Rights hypocrisyMarch 14,2006
A mysterious aspect of the American public's behavior these past few years has been its collective reluctance to strenuously object as this nation's cherished constitutional protections have been trampled underfoot in the apparent belief that such extraordinary behavior is justified by the newly minted imperatives of national security.
Why so much misdirected outrage at a simple business deal to allow an Arab ally to run six of our ports but so little anger at the Bush administration's cavalier attitude toward human rights and civil liberties when it is precisely America's proud embrace of these very same values that we proclaim sets our country apart from so many others?
U. S. Sen. Russell Feingold, a Wisconsin Democrat, on Sunday called for President Bush to be formally censured for disregarding laws against domestic wiretapping, and that's encouraging, but there's so much more that calls for thoughtful – and outspoken – criticism of this administration.
"What the president did by consciously and intentionally violating the Constitution and laws of this country with this illegal wiretapping has to be answered," Feingold said in a television interview. "Proper accountability is a censuring of the president, saying, 'Mr. President, acknowledge that you broke the law, return to the law, return to our system of government.'"
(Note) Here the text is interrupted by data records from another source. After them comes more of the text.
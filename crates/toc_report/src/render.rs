// crates/toc_report/src/render.rs
//
// Per-viewer plan interpreter. The caller's grouped data is never touched: a
// run clones it, clears every render-time field, and only then filters,
// counts and marks headings as shown. Two runs with the same inputs give the
// same text regardless of what ran before.

use minijinja::{context, Environment};
use toc_core::{AccessSet, Group, GroupedData, HierarchicalNode, Level, ProposalFields, ProposalKey, ViewerContext};
use tracing::debug;

use crate::formatter::{Computed, RowView};
use crate::plan::{Node, RenderSpecification, TocShape};
use crate::ReportError;

/// Render `spec` for one viewer.
pub fn render(spec: &RenderSpecification, data: &GroupedData, viewer: &ViewerContext) -> Result<String, ReportError> {
    check_shape(spec, data)?;
    let access = viewer
        .access_set(&spec.access_var)
        .ok_or_else(|| ReportError::UnknownAccessSet(spec.access_var.clone()))?;

    let mut data = data.clone();
    data.reset_render_state();

    let mut run = Interpreter {
        data,
        access,
        toc_lines: &viewer.toc_lines,
        env: Environment::new(),
        path: Vec::new(),
        group: None,
        proposal: None,
    };
    let mut out = String::new();
    run.exec(&spec.body, &mut out)?;

    debug!(access_set = %spec.access_var, accessible = access.len(), bytes = out.len(), "plan rendered");
    Ok(out)
}

fn check_shape(spec: &RenderSpecification, data: &GroupedData) -> Result<(), ReportError> {
    if spec.data_var != data.data_var() {
        return Err(ReportError::Shape(format!(
            "plan reads '{}' but the data provides '{}'",
            spec.data_var,
            data.data_var()
        )));
    }
    match (spec.shape, data) {
        (TocShape::Flat { .. }, GroupedData::Flat { .. }) | (TocShape::List, GroupedData::List { .. }) => Ok(()),
        (TocShape::Hierarchical { depth }, GroupedData::Tree { groups }) => match groups.uniform_depth() {
            Some(0) => Ok(()),
            Some(d) if d == depth => Ok(()),
            Some(d) => Err(ReportError::Shape(format!("plan expects a tree of depth {depth}, data has depth {d}"))),
            None => Err(ReportError::Shape("tree leaves are not all at the same depth".into())),
        },
        (shape, _) => Err(ReportError::Shape(format!("{shape:?} plan cannot render this grouped data"))),
    }
}

struct Interpreter<'v> {
    data: GroupedData,
    access: &'v AccessSet,
    toc_lines: &'v std::collections::BTreeMap<ProposalKey, String>,
    env: Environment<'static>,
    /// Node keys from the root down to the leaf being walked.
    path: Vec<String>,
    group: Option<usize>,
    proposal: Option<ProposalKey>,
}

impl<'v> Interpreter<'v> {
    fn exec(&mut self, nodes: &[Node], out: &mut String) -> Result<(), ReportError> {
        for node in nodes {
            self.step(node, out)?;
        }
        Ok(())
    }

    fn step(&mut self, node: &Node, out: &mut String) -> Result<(), ReportError> {
        match node {
            Node::Text { text } => out.push_str(text),

            // ----- flat -----
            Node::FilterAndCount => self.filter_and_count()?,
            Node::ForEachGroup { order, body } => {
                let indices = order.order(self.groups("for_each_group")?);
                let saved = self.group;
                for i in indices {
                    self.group = Some(i);
                    self.exec(body, out)?;
                }
                self.group = saved;
            }
            Node::IfGroupNonEmpty { body } => {
                if self.current_group("if_group_non_empty")?.num_filtered_proposals > 0 {
                    self.exec(body, out)?;
                }
            }
            Node::GroupName => out.push_str(&self.current_group("group_name")?.name),
            Node::GroupCount => out.push_str(&self.current_group("group_count")?.num_filtered_proposals.to_string()),
            Node::ForEachFilteredProposal { body } => {
                let ids = self.current_group("for_each_filtered_proposal")?.filtered_proposal_ids.clone();
                self.for_each_proposal(ids, body, out)?;
            }

            // ----- hierarchical -----
            Node::ForEachLeafNode { body } => {
                if !self.path.is_empty() {
                    return Err(ReportError::Scope("for_each_leaf_node"));
                }
                self.walk_leaves(body, out)?;
            }
            Node::ForEachLeafProposal { body } => {
                let leaf = self.leaf_depth("for_each_leaf_proposal")?;
                let ids = self
                    .node(leaf, "for_each_leaf_proposal")?
                    .proposals()
                    .ok_or_else(|| ReportError::Shape("leaf loop reached a branch node".into()))?
                    .to_vec();
                self.for_each_proposal(ids, body, out)?;
            }
            Node::AncestorHeadings { on_leaf_open } => {
                let leaf = self.leaf_depth("ancestor_headings")?;
                for depth in 0..=leaf {
                    let node = self.node_mut(depth, "ancestor_headings")?;
                    if std::mem::replace(&mut node.shown, true) {
                        continue;
                    }
                    let marks = "=".repeat(depth + 1);
                    out.push_str(&format!("{marks} {} {marks}\n", self.path[depth]));
                    if depth == leaf {
                        self.exec(on_leaf_open, out)?;
                    }
                }
            }
            Node::IfLeafShown { body } => {
                let leaf = self.leaf_depth("if_leaf_shown")?;
                if self.node(leaf, "if_leaf_shown")?.shown {
                    self.exec(body, out)?;
                }
            }

            // ----- list -----
            Node::ForEachListedProposal { body } => {
                let GroupedData::List { proposal_ids } = &self.data else {
                    return Err(ReportError::Shape("listed proposal loop needs list data".into()));
                };
                let ids = proposal_ids.clone();
                self.for_each_proposal(ids, body, out)?;
            }

            // ----- per proposal -----
            Node::IfAccessible { body } => {
                let visible = self.access.contains_key(self.current_proposal("if_accessible")?);
                if visible {
                    self.exec(body, out)?;
                }
            }
            Node::TocLine => {
                let key = self.current_proposal("toc_line")?;
                let line = self.toc_lines.get(key).map_or(key.as_str(), String::as_str);
                out.push_str(line);
            }
            Node::Field { column } => {
                if let Some(value) = self.visible_fields("field")?.and_then(|f| f.get(column)) {
                    out.push_str(value);
                }
            }
            Node::IfField { column, body } => {
                let present = self.visible_fields("if_field")?.is_some_and(|f| f.contains_key(column));
                if present {
                    self.exec(body, out)?;
                }
            }
            Node::Computed { value } => {
                let text = self.compute(value)?;
                out.push_str(&text);
            }
            Node::ProposalLink { title_column, body } => {
                let title = self
                    .visible_fields("proposal_link")?
                    .and_then(|f| f.get(title_column))
                    .filter(|t| !t.trim().is_empty())
                    .cloned();
                let mut inner = String::new();
                self.exec(body, &mut inner)?;
                match title {
                    Some(t) => out.push_str(&format!("[[{t}|{inner}]]")),
                    None => out.push_str(&inner),
                }
            }

            // ----- per section -----
            Node::IfColumnVisible { column, body } => {
                let visible = self.access.values().next().map_or(true, |f| f.contains_key(column));
                if visible {
                    self.exec(body, out)?;
                }
            }
        }
        Ok(())
    }

    fn for_each_proposal(&mut self, ids: Vec<ProposalKey>, body: &[Node], out: &mut String) -> Result<(), ReportError> {
        let saved = self.proposal.take();
        for id in ids {
            self.proposal = Some(id);
            self.exec(body, out)?;
        }
        self.proposal = saved;
        Ok(())
    }

    /// Depth-first over the level at the current path; `body` runs at each leaf.
    fn walk_leaves(&mut self, body: &[Node], out: &mut String) -> Result<(), ReportError> {
        let children: Vec<(String, bool)> = self
            .level_at_path()?
            .iter()
            .map(|(key, node)| (key.to_owned(), node.subcolumn().is_some()))
            .collect();
        for (key, branch) in children {
            self.path.push(key);
            let res = if branch { self.walk_leaves(body, out) } else { self.exec(body, out) };
            self.path.pop();
            res?;
        }
        Ok(())
    }

    fn filter_and_count(&mut self) -> Result<(), ReportError> {
        let access = self.access;
        let GroupedData::Flat { groups } = &mut self.data else {
            return Err(ReportError::Shape("filter_and_count needs flat groups".into()));
        };
        for g in groups.iter_mut() {
            g.filtered_proposal_ids = g.all_proposal_ids.iter().filter(|k| access.contains_key(*k)).cloned().collect();
            g.num_filtered_proposals = g.filtered_proposal_ids.len() as u64;
        }
        Ok(())
    }

    fn compute(&self, value: &Computed) -> Result<String, ReportError> {
        let key = self.current_proposal("computed")?;
        let empty = ProposalFields::new();
        let fields = self.access.get(key).unwrap_or(&empty);
        match value {
            Computed::Template(src) => self
                .env
                .render_str(src, context! { key => key.as_str(), row => fields })
                .map_err(|e| ReportError::Template(e.to_string())),
            Computed::Func { f, .. } => Ok(f(&RowView { key, fields })),
        }
    }

    // ----- lookups -----

    fn groups(&self, op: &'static str) -> Result<&[Group], ReportError> {
        match &self.data {
            GroupedData::Flat { groups } => Ok(groups),
            _ => Err(ReportError::Shape(format!("{op} needs flat groups"))),
        }
    }

    fn current_group(&self, op: &'static str) -> Result<&Group, ReportError> {
        let i = self.group.ok_or(ReportError::Scope(op))?;
        self.groups(op)?.get(i).ok_or(ReportError::Scope(op))
    }

    fn current_proposal(&self, op: &'static str) -> Result<&ProposalKey, ReportError> {
        self.proposal.as_ref().ok_or(ReportError::Scope(op))
    }

    /// Fields of the current proposal the viewer may see; `None` when the
    /// proposal is not accessible at all.
    fn visible_fields(&self, op: &'static str) -> Result<Option<&'v ProposalFields>, ReportError> {
        let key = self.current_proposal(op)?;
        Ok(self.access.get(key))
    }

    fn tree(&self) -> Result<&Level, ReportError> {
        match &self.data {
            GroupedData::Tree { groups } => Ok(groups),
            _ => Err(ReportError::Shape("node loop needs hierarchical groups".into())),
        }
    }

    fn level_at_path(&self) -> Result<&Level, ReportError> {
        match self.path.len() {
            0 => self.tree(),
            n => self
                .node(n - 1, "for_each_leaf_node")?
                .subcolumn()
                .ok_or_else(|| ReportError::Shape("tree walk went below a leaf".into())),
        }
    }

    fn leaf_depth(&self, op: &'static str) -> Result<usize, ReportError> {
        self.path.len().checked_sub(1).ok_or(ReportError::Scope(op))
    }

    fn node(&self, depth: usize, op: &'static str) -> Result<&HierarchicalNode, ReportError> {
        let path = self.path.get(..=depth).ok_or(ReportError::Scope(op))?;
        let (last, parents) = path.split_last().ok_or(ReportError::Scope(op))?;
        let mut level = self.tree()?;
        for key in parents {
            level = level.get(key).and_then(HierarchicalNode::subcolumn).ok_or_else(|| stale(key))?;
        }
        level.get(last).ok_or_else(|| stale(last))
    }

    fn node_mut(&mut self, depth: usize, op: &'static str) -> Result<&mut HierarchicalNode, ReportError> {
        let path = self.path.get(..=depth).ok_or(ReportError::Scope(op))?;
        let GroupedData::Tree { groups } = &mut self.data else {
            return Err(ReportError::Shape(format!("{op} needs hierarchical groups")));
        };
        walk_mut(groups, path).ok_or_else(|| stale(path.last().map_or("", String::as_str)))
    }
}

fn walk_mut<'a>(mut level: &'a mut Level, path: &[String]) -> Option<&'a mut HierarchicalNode> {
    let (last, parents) = path.split_last()?;
    for key in parents {
        level = level.get_mut(key)?.subcolumn_mut()?;
    }
    level.get_mut(last)
}

fn stale(key: &str) -> ReportError {
    ReportError::Shape(format!("node '{key}' vanished during rendering"))
}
Feingold, who has presidential ambitions of his own, probably will find scant support for his censure notion, although the president's present unpopularity may give his idea some traction. However, the illegal wiretapping is by no means the only issue that should be discussed. Other abuses by this administration beg for denunciation by all the people and not just by opposition politicians.
Future historians will puzzle over the indifference many of us showed as we learned of the myriad abuses of detainees in Iraq, Afghanistan and Guantanamo Bay. While other nations have condemned our treatment of "enemy combatants" and even innocent suspects caught in the cynical web of national security, our own people have remained relatively silent.
Is it any wonder that so many foreigners who had been so supportive and sympathetic after 9/11 (as one French newspaper famously declared, "We're All Americans Now") no longer exhibit a positive attitude toward this country? A great deal of good will has been forfeited.
Now even China – hardly a bastion of enlightenment – is criticizing our nation's record on human rights. China's State Council, taking note of the annual State Department report on human rights conditions around the world that was released last week, suggested the United States ought to repair its own reputation before condemning others.
"As in previous years, the State Department pointed the finger at human rights situations in more than 190 countries and regions, including China, but kept silent on the serious violations of human rights in the United States," the Beijing government commented.
The annual State Department survey "fully exposes its hypocrisy and double standard on human rights issues," the Chinese declared. In the past we might have scoffed at the criticism, but in truth, they have a point. If the United States is going to set itself up as a judge for the rest of the world, it should be obliged to live up to its own ideals.
And with the likes of Defense Secretary Donald Rumsfeld now warning about "the long war" on terrorism, there apparently are no plans – or even any interest in developing plans – to halt the abusive practices. America's leaders and the American people surely can do better.